[Saved data entries]

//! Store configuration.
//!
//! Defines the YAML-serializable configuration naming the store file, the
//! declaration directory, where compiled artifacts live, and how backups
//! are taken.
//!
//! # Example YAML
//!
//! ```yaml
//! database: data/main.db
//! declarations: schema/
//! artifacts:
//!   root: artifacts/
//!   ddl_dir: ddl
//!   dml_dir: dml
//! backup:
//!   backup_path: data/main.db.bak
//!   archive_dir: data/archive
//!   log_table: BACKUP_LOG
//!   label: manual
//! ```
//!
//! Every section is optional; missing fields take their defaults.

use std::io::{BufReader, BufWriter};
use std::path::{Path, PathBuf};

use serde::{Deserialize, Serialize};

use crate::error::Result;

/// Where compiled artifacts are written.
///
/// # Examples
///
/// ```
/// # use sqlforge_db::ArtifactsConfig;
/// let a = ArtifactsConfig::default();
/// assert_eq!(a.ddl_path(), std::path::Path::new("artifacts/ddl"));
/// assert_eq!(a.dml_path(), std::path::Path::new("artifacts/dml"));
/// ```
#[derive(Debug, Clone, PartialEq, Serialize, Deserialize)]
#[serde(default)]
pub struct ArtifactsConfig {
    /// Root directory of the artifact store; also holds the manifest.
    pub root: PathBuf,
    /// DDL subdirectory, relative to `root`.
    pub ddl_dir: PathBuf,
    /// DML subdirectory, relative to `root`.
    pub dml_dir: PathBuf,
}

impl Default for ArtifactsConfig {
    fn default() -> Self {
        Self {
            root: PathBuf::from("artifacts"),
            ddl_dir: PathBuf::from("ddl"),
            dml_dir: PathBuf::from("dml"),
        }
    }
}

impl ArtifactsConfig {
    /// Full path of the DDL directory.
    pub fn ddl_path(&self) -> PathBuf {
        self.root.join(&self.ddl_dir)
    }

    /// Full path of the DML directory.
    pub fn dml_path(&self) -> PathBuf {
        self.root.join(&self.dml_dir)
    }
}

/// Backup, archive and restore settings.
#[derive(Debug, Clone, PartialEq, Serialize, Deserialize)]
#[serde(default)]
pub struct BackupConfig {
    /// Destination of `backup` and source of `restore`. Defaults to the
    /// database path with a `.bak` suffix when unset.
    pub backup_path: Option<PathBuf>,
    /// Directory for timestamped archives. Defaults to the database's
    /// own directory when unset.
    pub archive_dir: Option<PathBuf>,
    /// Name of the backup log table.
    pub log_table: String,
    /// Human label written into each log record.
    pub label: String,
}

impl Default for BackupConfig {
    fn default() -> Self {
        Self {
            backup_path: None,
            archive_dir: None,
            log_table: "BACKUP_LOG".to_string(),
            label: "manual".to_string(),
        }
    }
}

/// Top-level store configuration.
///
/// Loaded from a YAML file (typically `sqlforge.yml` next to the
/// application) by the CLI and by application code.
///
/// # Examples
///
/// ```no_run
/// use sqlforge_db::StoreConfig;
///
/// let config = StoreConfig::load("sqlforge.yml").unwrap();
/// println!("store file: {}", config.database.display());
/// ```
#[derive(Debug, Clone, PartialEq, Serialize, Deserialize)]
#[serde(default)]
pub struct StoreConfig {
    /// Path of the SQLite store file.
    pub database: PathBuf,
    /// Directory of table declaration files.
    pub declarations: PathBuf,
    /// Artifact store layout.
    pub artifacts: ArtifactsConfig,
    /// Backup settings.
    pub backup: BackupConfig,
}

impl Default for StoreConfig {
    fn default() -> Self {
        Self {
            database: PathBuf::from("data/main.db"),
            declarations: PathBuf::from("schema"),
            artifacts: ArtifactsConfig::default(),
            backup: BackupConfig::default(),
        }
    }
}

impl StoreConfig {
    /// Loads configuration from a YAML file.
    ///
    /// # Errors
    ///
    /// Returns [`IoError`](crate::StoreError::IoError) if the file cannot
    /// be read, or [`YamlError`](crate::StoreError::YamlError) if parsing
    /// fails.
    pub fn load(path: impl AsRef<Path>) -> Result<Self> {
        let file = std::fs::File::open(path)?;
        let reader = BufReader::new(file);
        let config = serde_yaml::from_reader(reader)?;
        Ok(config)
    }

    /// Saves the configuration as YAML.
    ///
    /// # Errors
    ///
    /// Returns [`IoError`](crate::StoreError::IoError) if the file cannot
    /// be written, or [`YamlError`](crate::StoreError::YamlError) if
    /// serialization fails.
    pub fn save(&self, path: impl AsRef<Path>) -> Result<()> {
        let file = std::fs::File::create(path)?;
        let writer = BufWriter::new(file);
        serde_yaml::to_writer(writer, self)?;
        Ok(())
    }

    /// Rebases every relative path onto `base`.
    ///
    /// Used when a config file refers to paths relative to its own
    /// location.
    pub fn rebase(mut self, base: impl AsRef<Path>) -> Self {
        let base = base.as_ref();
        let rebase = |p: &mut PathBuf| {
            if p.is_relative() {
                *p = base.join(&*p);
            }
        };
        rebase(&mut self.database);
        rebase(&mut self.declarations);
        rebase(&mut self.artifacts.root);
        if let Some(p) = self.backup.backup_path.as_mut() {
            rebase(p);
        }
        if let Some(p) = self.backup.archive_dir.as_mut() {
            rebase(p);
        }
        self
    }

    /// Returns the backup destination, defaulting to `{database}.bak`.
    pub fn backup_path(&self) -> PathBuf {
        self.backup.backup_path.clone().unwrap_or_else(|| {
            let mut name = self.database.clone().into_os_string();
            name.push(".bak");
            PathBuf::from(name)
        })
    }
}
* * *
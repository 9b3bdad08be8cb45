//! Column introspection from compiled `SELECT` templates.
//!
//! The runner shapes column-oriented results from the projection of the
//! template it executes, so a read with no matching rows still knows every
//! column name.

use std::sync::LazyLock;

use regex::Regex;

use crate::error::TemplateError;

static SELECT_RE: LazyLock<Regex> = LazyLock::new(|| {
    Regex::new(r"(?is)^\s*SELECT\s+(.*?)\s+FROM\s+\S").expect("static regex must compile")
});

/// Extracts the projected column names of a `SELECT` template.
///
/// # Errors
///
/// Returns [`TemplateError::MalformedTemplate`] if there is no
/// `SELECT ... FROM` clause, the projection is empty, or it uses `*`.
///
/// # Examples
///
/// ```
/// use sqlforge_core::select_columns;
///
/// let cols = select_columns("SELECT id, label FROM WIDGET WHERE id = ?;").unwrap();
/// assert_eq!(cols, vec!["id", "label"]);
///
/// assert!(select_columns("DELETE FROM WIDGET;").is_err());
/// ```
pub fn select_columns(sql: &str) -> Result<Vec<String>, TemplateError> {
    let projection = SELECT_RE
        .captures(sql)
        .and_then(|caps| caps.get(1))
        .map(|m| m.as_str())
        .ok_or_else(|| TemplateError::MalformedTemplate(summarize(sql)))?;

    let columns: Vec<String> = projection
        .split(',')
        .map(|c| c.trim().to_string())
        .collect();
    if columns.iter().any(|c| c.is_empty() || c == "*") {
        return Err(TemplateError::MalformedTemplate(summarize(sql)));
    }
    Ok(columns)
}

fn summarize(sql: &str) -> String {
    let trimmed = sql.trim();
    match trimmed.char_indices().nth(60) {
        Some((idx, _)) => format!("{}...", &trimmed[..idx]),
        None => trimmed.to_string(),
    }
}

◆ EXERCISE DETAILS ◆
Check each line above for the string "static" and show the ones that have it.

◆ WRITTEN RESPONSE ◆
static SELECT_RE: LazyLock<Regex> = LazyLock::new(|| {
    Regex::new(r"(?is)^\s*SELECT\s+(.*?)\s+FROM\s+\S").expect("static regex must compile")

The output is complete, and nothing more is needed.